So, how do they work together as a group? A set of algorithms, designed with the behaviors of grouping animal life in mind (think school of fish or swarm of insects) has been programmed into them that bases the bots’ “decisions” upon the relative location of another bot. If one bot is being sent left and gets too close to a stationary bot, the bot “feels” the moving bot is going left and does likewise. They communicate with signals of light and can recognize the distance in between them (and judge where they are being told to be) based on how bright or dim the light is.
They aren’t just moving together willy-nilly; there are always a few centralized robots which they can use to determine their location and appropriate movement. It’s obviously still a work in progress, but hey, this IS progress! Can you imagine sending an army of bots to pick up all the leaves in the backyard? Or go one step further and invent some kind of vaporizer ray so they can just vaporize all the leaves and yard debris (does someone here not like yardwork much?)

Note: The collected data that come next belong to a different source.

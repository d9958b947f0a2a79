//! bgloc - Background location service runner
//!
//! This is the binary entry point. All logic lives in the library.

use std::path::PathBuf;

use clap::{Parser, Subcommand};
use color_eyre::eyre::eyre;
use tracing::{error, info};

use background_location::{run_scenario, Scenario};
use bgloc_service::config::{default_settings_path, init_settings_file, load_settings};
use bgloc_service::Settings;

/// bgloc - Background location service runner
#[derive(Parser, Debug)]
#[command(name = "bgloc")]
#[command(about = "Run scripted scenarios against the background location service", long_about = None)]
struct Args {
    #[command(subcommand)]
    command: Command,
}

#[derive(Subcommand, Debug)]
enum Command {
    /// Play a scenario file and print events as NDJSON
    Run {
        /// Scenario TOML file
        #[arg(value_name = "SCENARIO")]
        scenario: PathBuf,

        /// Settings file (defaults to the user config directory)
        #[arg(long, value_name = "PATH")]
        settings: Option<PathBuf>,
    },

    /// Write a default settings file if none exists
    InitSettings {
        #[arg(value_name = "PATH")]
        path: Option<PathBuf>,
    },
}

#[tokio::main]
async fn main() -> color_eyre::Result<()> {
    color_eyre::install()?;
    bgloc_core::logging::init()?;

    let args = Args::parse();

    match args.command {
        Command::Run { scenario, settings } => {
            let settings = match settings.or_else(default_settings_path) {
                Some(path) => load_settings(&path),
                None => Settings::default(),
            };
            let scenario = Scenario::load(&scenario)?;

            let mut stdout = std::io::stdout();
            let result = run_scenario(&scenario, settings, &mut stdout).await;
            if let Err(ref e) = result {
                error!("Scenario error: {:?}", e);
            }
            result?;
        }

        Command::InitSettings { path } => {
            let path = path
                .or_else(default_settings_path)
                .ok_or_else(|| eyre!("No config directory available; pass a path"))?;

            if init_settings_file(&path)? {
                info!("Created {}", path.display());
                eprintln!("Created {}", path.display());
            } else {
                eprintln!("Settings already exist at {}", path.display());
            }
        }
    }

    Ok(())
}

Interested in playing with some robot minions of your own? Have at least $14 per bot to spend? Then you are sooo in luck, because you can actually buy some of these little guys for yourself to learn about and figure out how to program. The financial bite is in the computer stuff, because in order to program these bots, you need tech. There are lots of tech schools popping up nowadays with whom you could probably share your bots in return for the use of their tech. That way, everyone could get a chance to play with robot minions.